Dr. Breyer, there is at least one electric toothbrush in almost every German bathroom. Many smaller children now also use electricity to clean. What do you think of it in general?
Unfortunately, today's children tend to develop motor backwards rather than progressing. Our basic tenor is therefore that in the first few years of life they brush with a manual toothbrush to get a feeling for what is actually happening in their mouth. With four-year-olds or even younger children, there is otherwise a risk that they will put the toothbrush in their mouth and then primarily find it funny and the device will mumble a bit. The children quickly begin to dream, play in front of themselves and the cleaning effect is almost zero. According to the motto: once in the left, once in the right, done. To make matters worse, many parents also believe that the electric toothbrush will clean their teeth and that they themselves have nothing to do with the matter.

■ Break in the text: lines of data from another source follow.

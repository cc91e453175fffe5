use glam::{Mat4, Vec3};

use crate::math::line::Line;

/// Axis-aligned bounding box.
///
/// A box starts out *invalid* (inverted infinite extents). Growing an
/// invalid box by a single point collapses it to that point; growing by
/// further points expands the extents componentwise.
#[derive(Debug, Clone, Copy, PartialEq)]
pub struct BoundingBox {
    pub min: Vec3,
    pub max: Vec3,
}

impl Default for BoundingBox {
    fn default() -> Self {
        Self::invalid()
    }
}

impl BoundingBox {
    /// An inverted box that contains nothing.
    #[must_use]
    pub fn invalid() -> Self {
        Self {
            min: Vec3::splat(f32::INFINITY),
            max: Vec3::splat(f32::NEG_INFINITY),
        }
    }

    #[must_use]
    pub fn new(min: Vec3, max: Vec3) -> Self {
        Self { min, max }
    }

    /// `true` when the box contains at least one point.
    #[must_use]
    pub fn is_valid(&self) -> bool {
        self.min.x <= self.max.x && self.min.y <= self.max.y && self.min.z <= self.max.z
    }

    /// Expands the box to contain `point`.
    pub fn grow_point(&mut self, point: Vec3) {
        self.min = self.min.min(point);
        self.max = self.max.max(point);
    }

    /// Expands the box to contain `other`.
    pub fn grow_box(&mut self, other: &BoundingBox) {
        if other.is_valid() {
            self.min = self.min.min(other.min);
            self.max = self.max.max(other.max);
        }
    }

    #[must_use]
    pub fn union(&self, other: &BoundingBox) -> BoundingBox {
        BoundingBox {
            min: self.min.min(other.min),
            max: self.max.max(other.max),
        }
    }

    #[must_use]
    pub fn center(&self) -> Vec3 {
        (self.min + self.max) * 0.5
    }

    #[must_use]
    pub fn size(&self) -> Vec3 {
        self.max - self.min
    }

    /// Half the diagonal, i.e. the radius of the tightest enclosing sphere
    /// centered on [`center`](Self::center).
    #[must_use]
    pub fn radius(&self) -> f32 {
        self.size().length() * 0.5
    }

    /// Inclusive containment test.
    #[must_use]
    pub fn contains_point(&self, point: Vec3) -> bool {
        point.cmpge(self.min).all() && point.cmple(self.max).all()
    }

    /// Transforms all eight corners and returns their axis-aligned bounds.
    #[must_use]
    pub fn transform(&self, matrix: &Mat4) -> Self {
        if !self.is_valid() {
            return *self;
        }

        let corners = [
            Vec3::new(self.min.x, self.min.y, self.min.z),
            Vec3::new(self.min.x, self.min.y, self.max.z),
            Vec3::new(self.min.x, self.max.y, self.min.z),
            Vec3::new(self.min.x, self.max.y, self.max.z),
            Vec3::new(self.max.x, self.min.y, self.min.z),
            Vec3::new(self.max.x, self.min.y, self.max.z),
            Vec3::new(self.max.x, self.max.y, self.min.z),
            Vec3::new(self.max.x, self.max.y, self.max.z),
        ];

        let mut out = Self::invalid();
        for corner in corners {
            out.grow_point(matrix.project_point3(corner));
        }
        out
    }
}

/// Bounding sphere.
///
/// Starts out *invalid* (negative radius). `contains_point` is exact;
/// `intersects_line` is a conservative broad-phase test.
#[derive(Debug, Clone, Copy, PartialEq)]
pub struct BoundingSphere {
    pub center: Vec3,
    pub radius: f32,
}

impl Default for BoundingSphere {
    fn default() -> Self {
        Self::invalid()
    }
}

impl BoundingSphere {
    /// A sphere that contains nothing.
    #[must_use]
    pub fn invalid() -> Self {
        Self {
            center: Vec3::ZERO,
            radius: -1.0,
        }
    }

    #[must_use]
    pub fn new(center: Vec3, radius: f32) -> Self {
        Self { center, radius }
    }

    #[must_use]
    pub fn is_valid(&self) -> bool {
        self.radius >= 0.0
    }

    /// Tightest sphere centered on the box center.
    #[must_use]
    pub fn from_box(bbox: &BoundingBox) -> Self {
        if !bbox.is_valid() {
            return Self::invalid();
        }
        Self {
            center: bbox.center(),
            radius: bbox.radius(),
        }
    }

    /// The sphere's axis-aligned bounds.
    #[must_use]
    pub fn to_box(&self) -> BoundingBox {
        if !self.is_valid() {
            return BoundingBox::invalid();
        }
        BoundingBox {
            min: self.center - Vec3::splat(self.radius),
            max: self.center + Vec3::splat(self.radius),
        }
    }

    /// Exact containment: `|P − C|² ≤ R²`.
    #[must_use]
    pub fn contains_point(&self, point: Vec3) -> bool {
        self.is_valid() && point.distance_squared(self.center) <= self.radius * self.radius
    }

    /// Conservative intersection test against the sphere's axis-aligned
    /// bounds (boundary inclusive), used for broad-phase picking. A segment
    /// that grazes the bounds counts as a hit.
    #[must_use]
    pub fn intersects_line(&self, line: &Line) -> bool {
        if !self.is_valid() {
            return false;
        }

        let bbox = self.to_box();
        let dir = line.end - line.start;

        // Slab test over the segment parameter range [0, 1].
        let mut t_min: f32 = 0.0;
        let mut t_max: f32 = 1.0;

        for axis in 0..3 {
            let origin = line.start[axis];
            let delta = dir[axis];
            let (lo, hi) = (bbox.min[axis], bbox.max[axis]);

            if delta.abs() < f32::EPSILON {
                if origin < lo || origin > hi {
                    return false;
                }
            } else {
                let inv = 1.0 / delta;
                let (t0, t1) = ((lo - origin) * inv, (hi - origin) * inv);
                let (t0, t1) = if t0 <= t1 { (t0, t1) } else { (t1, t0) };
                t_min = t_min.max(t0);
                t_max = t_max.min(t1);
                if t_min > t_max {
                    return false;
                }
            }
        }

        true
    }
}
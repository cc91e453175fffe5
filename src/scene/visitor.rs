//! Visitor Protocol & Matrix Stacks
//!
//! Traversals specialise per node kind by implementing [`Visitor`]; the
//! default methods share the child-walk so a visitor only overrides what it
//! cares about. [`MatrixStack`] supplies the model-matrix stack and the
//! single current projection matrix used by transform and projection
//! visits: transforms snapshot-then-compose, projections swap-and-restore.
//! Strictly single-threaded; there are no suspension points.

use glam::Mat4;

use crate::scene::node::NodeHandle;
use crate::scene::scene::Scene;

/// Per-kind traversal dispatch. `Scene::accept` routes each node to the
/// method matching its kind; defaults fall through so that groups walk
/// their children and shapes self-terminate.
pub trait Visitor {
    /// Fallback for any node; does nothing.
    fn visit_node(&mut self, _scene: &Scene, _node: NodeHandle) {}

    /// Groups forward traversal to their children in insertion order.
    fn visit_group(&mut self, scene: &Scene, node: NodeHandle)
    where
        Self: Sized,
    {
        scene.traverse_children(node, self);
    }

    /// Transforms behave like groups unless the visitor overrides them.
    fn visit_transform(&mut self, scene: &Scene, node: NodeHandle)
    where
        Self: Sized,
    {
        self.visit_group(scene, node);
    }

    /// Projection nodes behave like groups unless the visitor overrides
    /// them.
    fn visit_projection(&mut self, scene: &Scene, node: NodeHandle)
    where
        Self: Sized,
    {
        self.visit_group(scene, node);
    }

    /// Shapes are self-terminating.
    fn visit_shape(&mut self, scene: &Scene, node: NodeHandle) {
        self.visit_node(scene, node);
    }

    /// Geometry-bearing shapes; defaults to the shape handler.
    fn visit_geometry(&mut self, scene: &Scene, node: NodeHandle) {
        self.visit_shape(scene, node);
    }
}

/// Model-matrix stack plus the current projection matrix.
///
/// Every group-like visit pushes a snapshot of the current model matrix and
/// pops it on exit; transform visits compose their matrix on top of the
/// fresh copy. Projection visits swap the projection matrix in and restore
/// the previous one afterwards — nested projections replace, they never
/// accumulate. The push history is retained for the duration of one
/// traversal and inspectable through [`snapshots`](Self::snapshots).
#[derive(Debug)]
pub struct MatrixStack {
    model: Vec<Mat4>,
    projection: Mat4,
    snapshots: Vec<Mat4>,
}

impl Default for MatrixStack {
    fn default() -> Self {
        Self::new()
    }
}

impl MatrixStack {
    #[must_use]
    pub fn new() -> Self {
        Self {
            model: vec![Mat4::IDENTITY],
            projection: Mat4::IDENTITY,
            snapshots: Vec::new(),
        }
    }

    /// Clears back to identity and forgets the snapshot history.
    pub fn reset(&mut self) {
        self.model.clear();
        self.model.push(Mat4::IDENTITY);
        self.projection = Mat4::IDENTITY;
        self.snapshots.clear();
    }

    /// Current model matrix (top of stack).
    #[must_use]
    pub fn model(&self) -> Mat4 {
        self.model.last().copied().unwrap_or(Mat4::IDENTITY)
    }

    /// Current projection matrix.
    #[must_use]
    pub fn projection(&self) -> Mat4 {
        self.projection
    }

    /// Pushes a copy of the current model matrix and records it in the
    /// snapshot history.
    pub fn push_model(&mut self) {
        let top = self.model();
        self.snapshots.push(top);
        self.model.push(top);
    }

    /// Replaces the top with `top × matrix` (the local matrix applies in
    /// the node's own space).
    pub fn compose_model(&mut self, matrix: &Mat4) {
        if let Some(top) = self.model.last_mut() {
            *top = *top * *matrix;
        }
    }

    /// Restores the matrix saved by the matching [`push_model`](Self::push_model).
    /// The identity base entry is never popped.
    pub fn pop_model(&mut self) {
        if self.model.len() > 1 {
            self.model.pop();
        }
    }

    /// Swaps in a new projection matrix, returning the previous one for
    /// restoration on subtree exit.
    pub fn swap_projection(&mut self, matrix: Mat4) -> Mat4 {
        std::mem::replace(&mut self.projection, matrix)
    }

    /// Model matrices recorded by pushes since the last reset, in push
    /// order.
    #[must_use]
    pub fn snapshots(&self) -> &[Mat4] {
        &self.snapshots
    }

    /// Current model stack depth, counting the identity base.
    #[must_use]
    pub fn depth(&self) -> usize {
        self.model.len()
    }
}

At what age are children able to brush their teeth consistently and on their own?
Until about the age of six, children are not able to brush all of their teeth properly. It doesn't matter which toothbrush you use. Until then, the parents have to clean up. Of course, this also works with electric toothbrushes. However, we think it makes sense to let children brush with a manual toothbrush until they are sufficiently motorized to reach every part of the mouth accordingly. For all we know, that's between the ages of five and seven. Then you can switch to the electric toothbrush.
That's the theory. What are your practical experiences from everyday life?
The reality of life for children is indeed different. Parents often clean with an electric toothbrush. This leads to the children wondering why this should be right for adults - but not for them. From our point of view, you have to find a compromise in the family. It doesn't really matter if it's a sonic toothbrush or one with an oscillating head if you opt for the electric version. They hardly differ in the cleaning effect. In our experience, sonic toothbrushes are a little ahead. Here the fluoride is better distributed in the interdental spaces. On the other hand, the models with oscillating heads are less abrasive. But as I said, the most important thing is to keep cleaning until the child is six years old.
What is the most important tip you give to parents when it comes to brushing their children's teeth?
Parents should quickly get rid of the belief that the electric toothbrush relieves them of the need to check and clean them afterwards. We observe that it is easier to dream with the electric brush than with the manual toothbrush. If you dream while brushing with the manual toothbrush, it just stops. The electric one continues to wobble, even when the child picks its nose. That is why checking and cleaning are so important.
Even children's versions of electric toothbrushes monitor the pressure when brushing. In your opinion, how useful is this function?
The pressure control makes sense. However, it is more for adults, because many of them break the necks of their teeth when cleaning their teeth. This is where the electric brush has a real advantage over the mechanical one. Especially after stressful days, there is a risk of ruining your teeth with manual toothbrushes. This prevents the pressure control with electric toothbrushes. Parents don't have to worry because children usually lack the strength to exert too much pressure.